# fuel consumption 40hp Johnson



## aquaholic2 (Feb 17, 2010)

I have not been around mid sized outboards for many seasons, I run a 24' Thompson hardtop and know that bad side of fuel consumption as well as the skimpy consumption of my little kicker. I just set up a 91' Johnson VRO on my old 16' fiberglass Crestliner open hull, how long can I expect to run this thing on a 6 gallon tank....? Thanks for any references.AH2


----------



## aquaholic2 (Feb 17, 2010)

aquaholic2 said:


> I have not been around mid sized outboards for many seasons, I run a 24' Thompson hardtop and know that bad side of fuel consumption as well as the skimpy consumption of my little kicker. I just set up a 91' Johnson VRO on my old 16' fiberglass Crestliner open hull, how long can I expect to run this thing on a 6 gallon tank....? Thanks for any references.AH2


40 HP VRO.......


----------



## bustedrod (May 13, 2015)

if this helps I have an old 1986 90hp 2 strk merc on my 16.9 crestliner, with a 15 gal tank. on good water with 2-3 guys all my gear I can avg about 28 mi on a good day. that's runnin on plane about 35- 38 mph , I can run faster but I keep my rpm down below 4 grand , that's my sweet spot...lol mostly depends on load weight , speed, ect... if on erie maybe another tank . if not ? I had a boston whaler 14ft w/40 hp and I needed a second tank..


----------



## sherman51 (Apr 12, 2011)

carry a spare tank. should be able to run most of a day with a 40 hp. but it all depends on how you run the motor. there is no right answer.
sherman


----------



## Shad Rap (Nov 10, 2010)

aquaholic2 said:


> I have not been around mid sized outboards for many seasons, I run a 24' Thompson hardtop and know that bad side of fuel consumption as well as the skimpy consumption of my little kicker. I just set up a 91' Johnson VRO on my old 16' fiberglass Crestliner open hull, how long can I expect to run this thing on a 6 gallon tank....? Thanks for any references.AH2


Definitely all day if you're not making long runs.


----------



## Harry1959 (Mar 17, 2011)

Don’t know how much fuel you will use. But from my experience a 40 hp that’s working hard to push a loaded, heavier 15 ft boat at 25 mph will use significantly more fuel than a 60 or 70 hp that isn’t working as hard. At least that was my experience back in the 80’s.


----------



## freyedknot (Apr 10, 2004)

I could run out 12 miles on erie and troll and had enough gas. But always carried an extra 3gallons


----------



## G.lock (Apr 1, 2014)

If running at 5500 rpm you will use twice as much fuel as 4200 rpm. Had a force 40 hp on a 17' aluminum boat and dropping rpm made a huge difference.


----------



## aquaholic2 (Feb 17, 2010)

G.lock said:


> If running at 5500 rpm you will use twice as much fuel as 4200 rpm. Had a force 40 hp on a 17' aluminum boat and dropping rpm made a huge difference.

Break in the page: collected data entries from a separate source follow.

//! Interactive `play` subcommand wiring the board, sync client and viewport.

use anyhow::{Context, Result};
use glam::Vec2;
use tabletop_board::{query, Board};
use tabletop_core::{Change, ChannelError, CharacterDirectory, Envelope, Intent, MapMeta, Role};
use tabletop_rendering::{
    cell_bounds, token_sprites, Color, FrameInput, MapLayer, PointerTarget, Presentation,
    RenderingBackend, Scene, TokenPreview, ViewLimits, ViewportController,
};
use tabletop_rendering_macroquad::MacroquadBackend;
use tabletop_system_selection::{SelectionController, SelectionInput};
use tabletop_system_sync::{Channel, LocalAuthority, StreamChannel, SyncClient};
use tracing::{error, info, warn};

use crate::{config::ClientConfig, roster::CharacterRoster};

const STATUS_NOTICES: usize = 3;
const STATUS_CHAT: usize = 5;

/// Either a remote session service or the in-process authority.
#[derive(Debug)]
enum SessionLink {
    Remote(StreamChannel),
    Local(LocalAuthority),
}

impl Channel for SessionLink {
    fn send(&mut self, intent: Intent) -> Result<(), ChannelError> {
        match self {
            Self::Remote(channel) => channel.send(intent),
            Self::Local(authority) => authority.send(intent),
        }
    }

    fn try_recv(&mut self) -> Result<Option<Envelope>, ChannelError> {
        match self {
            Self::Remote(channel) => channel.try_recv(),
            Self::Local(authority) => authority.try_recv(),
        }
    }
}

/// Opens the board window and runs until it is closed.
pub(crate) fn run(config: ClientConfig) -> Result<()> {
    let limits = config.view.limits()?;
    let window_size = config.view.window_size();
    let session = &config.session;

    let link = match &session.connect {
        Some(address) => {
            info!(%address, code = %session.code, "connecting to session service");
            let channel = StreamChannel::connect(address.as_str())
                .with_context(|| format!("failed to connect to {address}"))?;
            SessionLink::Remote(channel)
        }
        None => {
            info!(code = %session.code, "starting local session");
            let mut authority = LocalAuthority::new(
                session.code.clone(),
                config.map.meta(),
                session.role,
                config.entities.clone(),
            )
            .context("failed to set up the local session")?
            .with_participant(session.participant.clone());
            if let Some(entity) = &session.self_entity {
                authority = authority.with_self_entity(entity.clone());
            }
            SessionLink::Local(authority)
        }
    };

    let client = SyncClient::new(link, session.code.clone());
    let roster = CharacterRoster::new(config.characters.iter().cloned());
    let mut play = PlaySession::start(client, roster, window_size, limits);

    let presentation = Presentation::new(
        format!("Tabletop: {}", session.code),
        Color::from_rgb_u8(24, 24, 28),
        window_size,
        Scene::empty(),
    );
    let backend = MacroquadBackend::new()
        .with_vsync(config.view.vsync)
        .with_asset_root(config.map.asset_root.clone());

    backend.run(presentation, move |input, scene| play.update(input, scene))
}

/// Per-frame glue between adapter input, the sync client and the scene.
#[derive(Debug)]
pub(crate) struct PlaySession<C, D> {
    board: Board,
    client: SyncClient<C>,
    selection: SelectionController,
    viewport: ViewportController,
    directory: D,
    layer: Option<MapLayer>,
    changes: Vec<Change>,
    intents: Vec<Intent>,
    fatal: Option<String>,
}

impl<C: Channel, D: CharacterDirectory> PlaySession<C, D> {
    /// Joins the campaign and prepares an empty board.
    pub(crate) fn start(
        mut client: SyncClient<C>,
        directory: D,
        viewport_size: Vec2,
        limits: ViewLimits,
    ) -> Self {
        client.join_session();
        Self {
            board: Board::new(),
            client,
            selection: SelectionController::new(),
            viewport: ViewportController::new(viewport_size, Vec2::ZERO, limits),
            directory,
            layer: None,
            changes: Vec::new(),
            intents: Vec::new(),
            fatal: None,
        }
    }

    /// Processes one frame of input and rebuilds the scene from board queries.
    pub(crate) fn update(&mut self, input: FrameInput, scene: &mut Scene) {
        self.changes.clear();
        if let Err(error) = self.client.pump(&mut self.board, &mut self.changes) {
            error!(%error, "session could not be set up");
            self.fatal = Some(error.to_string());
        }
        self.follow_session();

        if input.viewport_size.x > 0.0 && input.viewport_size.y > 0.0 {
            self.viewport.set_viewport_size(input.viewport_size);
        }
        let selection_input = self.pointer_input(&input, scene);
        self.viewport.pointer_move(input.pointer);
        if input.primary_released {
            self.viewport.pointer_up();
        }
        if input.toggle_grid {
            self.viewport.toggle_grid_overlay();
        }
        if input.reset_view {
            self.viewport.reset_view();
        }
        self.viewport.wheel(input.wheel_delta, input.pointer);

        let board = &self.board;
        self.selection.handle(
            &self.changes,
            selection_input,
            |cell| query::is_valid_cell(board, cell) && !query::is_occupied(board, cell),
            |entity| query::entity(board, entity).is_some(),
            &mut self.intents,
        );
        for intent in self.intents.drain(..) {
            self.client.submit(intent);
        }

        self.rebuild_scene(input.pointer, scene);
    }

    fn follow_session(&mut self) {
        let started = self
            .changes
            .iter()
            .any(|change| matches!(change, Change::SessionReady { .. }));
        if !started {
            return;
        }
        let Some(map) = query::map(&self.board) else {
            return;
        };

        let layer = map_layer(map);
        self.viewport.set_map_size(layer.section_size);
        self.layer = Some(layer);
    }

    fn pointer_input(&mut self, input: &FrameInput, scene: &Scene) -> Option<SelectionInput> {
        if input.cancel {
            return Some(SelectionInput::Background);
        }
        if !input.primary_pressed {
            return None;
        }

        if let Some(token) = scene.token_at(input.pointer) {
            self.viewport.pointer_down(input.pointer, PointerTarget::Token);
            return Some(SelectionInput::Pick(token.entity.clone()));
        }

        self.viewport.pointer_down(input.pointer, PointerTarget::Background);
        let layer = self.layer.as_ref()?;
        if self.viewport.is_over_map(input.pointer) {
            let cell = self.viewport.resolve_cell(input.pointer, layer.tile_size);
            Some(SelectionInput::Canvas(cell))
        } else {
            Some(SelectionInput::Background)
        }
    }

    fn rebuild_scene(&self, pointer: Vec2, scene: &mut Scene) {
        scene.status = self.status_lines();

        let Some(layer) = &self.layer else {
            scene.frame = None;
            scene.tokens.clear();
            scene.hovered_cell = None;
            scene.preview = None;
            return;
        };

        scene.frame = match self.viewport.render(layer) {
            Ok(frame) => Some(frame),
            Err(error) => {
                warn!(%error, "map section cannot be drawn");
                None
            }
        };

        let view = self.viewport.view();
        scene.tokens = token_sprites(
            query::entities(&self.board),
            layer.tile_size,
            view,
            self.selection.armed(),
        );
        scene.preview = scene
            .token_at(pointer)
            .and_then(|token| query::entity(&self.board, &token.entity))
            .map(|entity| TokenPreview::describe(entity, &self.directory));

        let cell = self.viewport.resolve_cell(pointer, layer.tile_size);
        scene.hovered_cell = (self.viewport.is_over_map(pointer)
            && query::is_valid_cell(&self.board, cell))
        .then(|| cell_bounds(cell, layer.tile_size, view));
    }

    fn status_lines(&self) -> Vec<String> {
        let mut lines = Vec::new();
        if let Some(detail) = &self.fatal {
            lines.push(format!("session failed: {detail}"));
        }

        let role = match query::role(&self.board) {
            Some(Role::GameMaster) => "game master",
            Some(Role::Player) => "player",
            None => "joining",
        };
        lines.push(format!("{} ({role})", self.client.code()));
        if self.client.is_disconnected() {
            lines.push("disconnected from session".to_owned());
        } else if self.client.awaiting_full_list() {
            lines.push("waiting for entity list".to_owned());
        }

        let chat: Vec<_> = query::chat_log(&self.board)
            .map(|line| format!("{}: {}", line.sender, line.text))
            .collect();
        lines.extend(chat.into_iter().rev().take(STATUS_CHAT).rev());

        let notices: Vec<_> = query::notices(&self.board)
            .map(|notice| format!("! {}", notice.detail))
            .collect();
        lines.extend(notices.into_iter().rev().take(STATUS_NOTICES).rev());
        lines
    }
}

fn map_layer(map: &MapMeta) -> MapLayer {
    MapLayer {
        image: map.map_image_url.clone(),
        section_offset: Vec2::new(map.section_offset_x as f32, map.section_offset_y as f32),
        section_size: Vec2::new(map.width_px as f32, map.height_px as f32),
        tile_size: map.tile_size_px as f32,
    }
}

#[cfg(test)]
mod tests {
    use super::*;
    use tabletop_core::{Entity, EntityId, EntityKind, Footprint, GridCell, HitPoints};

    const VIEWPORT: Vec2 = Vec2::new(800.0, 600.0);
    // A 256x192 section is centred in the 800x600 viewport at unit scale.
    const MAP_ORIGIN: Vec2 = Vec2::new(272.0, 204.0);

    fn map() -> MapMeta {
        MapMeta {
            width_px: 256,
            height_px: 192,
            tile_size_px: 32,
            section_offset_x: 0,
            section_offset_y: 0,
            map_image_url: "maps/barrow.png".to_owned(),
        }
    }

    fn token(id: &str, column: i32) -> Entity {
        Entity {
            id: EntityId::new(id),
            kind: EntityKind::Enemy,
            display_name: id.to_owned(),
            hit_points: HitPoints::new(7, 7),
            armor_class: 12,
            footprint: Footprint::SINGLE,
            position: GridCell::new(column, 0),
            asset_ref: String::new(),
        }
    }

    fn session(role: Role) -> PlaySession<LocalAuthority, CharacterRoster> {
        let authority =
            LocalAuthority::new("barrow", map(), role, vec![token("ghoul", 0), token("wight", 1)])
                .expect("valid map");
        PlaySession::start(
            SyncClient::new(authority, "barrow"),
            CharacterRoster::default(),
            VIEWPORT,
            ViewLimits::default(),
        )
    }

    fn idle(pointer: Vec2) -> FrameInput {
        FrameInput {
            pointer,
            viewport_size: VIEWPORT,
            ..FrameInput::default()
        }
    }

    fn click(pointer: Vec2) -> FrameInput {
        FrameInput {
            primary_pressed: true,
            primary_released: true,
            ..idle(pointer)
        }
    }

    fn cell_centre(column: i32, row: i32) -> Vec2 {
        MAP_ORIGIN + Vec2::new(column as f32 * 32.0 + 16.0, row as f32 * 32.0 + 16.0)
    }

    #[test]
    fn first_frame_shows_the_centred_board() {
        let mut play = session(Role::GameMaster);
        let mut scene = Scene::empty();

        play.update(idle(cell_centre(1, 0)), &mut scene);

        let frame = scene.frame.as_ref().expect("map frame");
        assert_eq!(frame.map.destination.origin, MAP_ORIGIN);
        assert_eq!(scene.tokens.len(), 2);
        assert_eq!(
            scene.preview.as_ref().map(|preview| preview.name.as_str()),
            Some("wight")
        );
        assert_eq!(scene.status[0], "barrow (game master)");
    }

    #[test]
    fn game_master_moves_a_token_with_two_clicks() {
        let mut play = session(Role::GameMaster);
        let mut scene = Scene::empty();
        play.update(idle(Vec2::ZERO), &mut scene);

        play.update(click(cell_centre(0, 0)), &mut scene);
        assert!(scene.tokens[0].selected);

        play.update(click(cell_centre(3, 2)), &mut scene);
        play.update(idle(Vec2::ZERO), &mut scene);

        let ghoul = query::entity(&play.board, &EntityId::new("ghoul")).expect("ghoul");
        assert_eq!(ghoul.position, GridCell::new(3, 2));
        assert!(scene.tokens.iter().all(|token| !token.selected));
        assert_eq!(play.viewport.view().pan, MAP_ORIGIN);
    }

    #[test]
    fn clicking_another_token_rearms_the_selection() {
        let mut play = session(Role::GameMaster);
        let mut scene = Scene::empty();
        play.update(idle(Vec2::ZERO), &mut scene);

        play.update(click(cell_centre(0, 0)), &mut scene);
        play.update(click(cell_centre(1, 0)), &mut scene);

        assert_eq!(
            play.selection.armed(),
            Some(&EntityId::new("wight")),
            "clicking another token re-arms the selection"
        );
        let wight = query::entity(&play.board, &EntityId::new("wight")).expect("wight");
        assert_eq!(wight.position, GridCell::new(1, 0));
    }

    #[test]
    fn player_clicks_never_move_tokens() {
        let mut play = session(Role::Player);
        let mut scene = Scene::empty();
        play.update(idle(Vec2::ZERO), &mut scene);

        play.update(click(cell_centre(0, 0)), &mut scene);
        play.update(click(cell_centre(4, 4)), &mut scene);
        play.update(idle(Vec2::ZERO), &mut scene);

        let ghoul = query::entity(&play.board, &EntityId::new("ghoul")).expect("ghoul");
        assert_eq!(ghoul.position, GridCell::new(0, 0));
        assert!(play.selection.armed().is_none());
    }

    #[test]
    fn grid_toggle_and_reset_follow_keyboard_input() {
        let mut play = session(Role::GameMaster);
        let mut scene = Scene::empty();
        play.update(idle(Vec2::ZERO), &mut scene);
        let lines = scene.frame.as_ref().expect("frame").grid_lines.len();
        assert_eq!(lines, 9 + 7);

        play.update(
            FrameInput {
                toggle_grid: true,
                wheel_delta: -1.0,
                ..idle(Vec2::ZERO)
            },
            &mut scene,
        );
        assert!(scene.frame.as_ref().expect("frame").grid_lines.is_empty());
        assert!(play.viewport.view().scale > 1.0);

        play.update(
            FrameInput {
                reset_view: true,
                ..idle(Vec2::ZERO)
            },
            &mut scene,
        );
        assert_eq!(play.viewport.view().scale, 1.0);
        assert_eq!(play.viewport.view().pan, MAP_ORIGIN);
    }
}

THANKS GUYS....I will take a small ( return) tank along until I figure this out......


----------



## firemanmike2127 (Mar 17, 2013)

Appx 4 GPH at wide open throttle. As has been mentioned by others here....backing off the throttle to a moderate cruising RPM will make a significant reduction in fuel consumption. Having a bit larger main tank would be an excellent idea.....especially on big water. A 3 gallon back-up tank is another option. Mike


----------



## sherman51 (Apr 12, 2011)

if you mix speed from idle to 3/4 throttle a tank should last most of the day. i had a friend with a 16' glass boat with a old 65 hp evinrude that he could run out on lake Michigan then troll all day and run back in and have gas left at the end of the day on a 6 gal tank. used a little more down on dale hollow running and gunning.
sherman


----------



## RJohnson442 (May 14, 2013)

A 1 hp motor at wot will burn 1 gallon of gas in an hour. A 10 hp at wot will burn 10 gallons in an hour and so on. You can then get a rough estimate of gas consumption from throttle position


----------



## bridgeman (Aug 26, 2010)

???... slight miscalculation there.. 10 hp will burn about a gallon an hour at WOT.. and a 250 will burn about 25 GPH. If it was 1 gallon per pony those quad 350 outboard rigs wouldn't be able to leave the dock without a 5000 gal fuel tank..


----------



## firemanmike2127 (Mar 17, 2013)

bridgeman is correct. On the older carbureted motors we always figured 10% of the HP rating @ WOT was an approximate fuel consumption rate. Some of the newer small engines w/ fuel injection are now a little bit more efficient. My first high horsepower motor was a 1979 160 cubic inch OMC V-6 rated @ 235 HP. It's a good thing fuel wasn't outrageous in the early 80's because that engine could really suck down the fuel. I had it on a Mystery 17' tunnel hull & all I wanted to do was go fast !! Mike


----------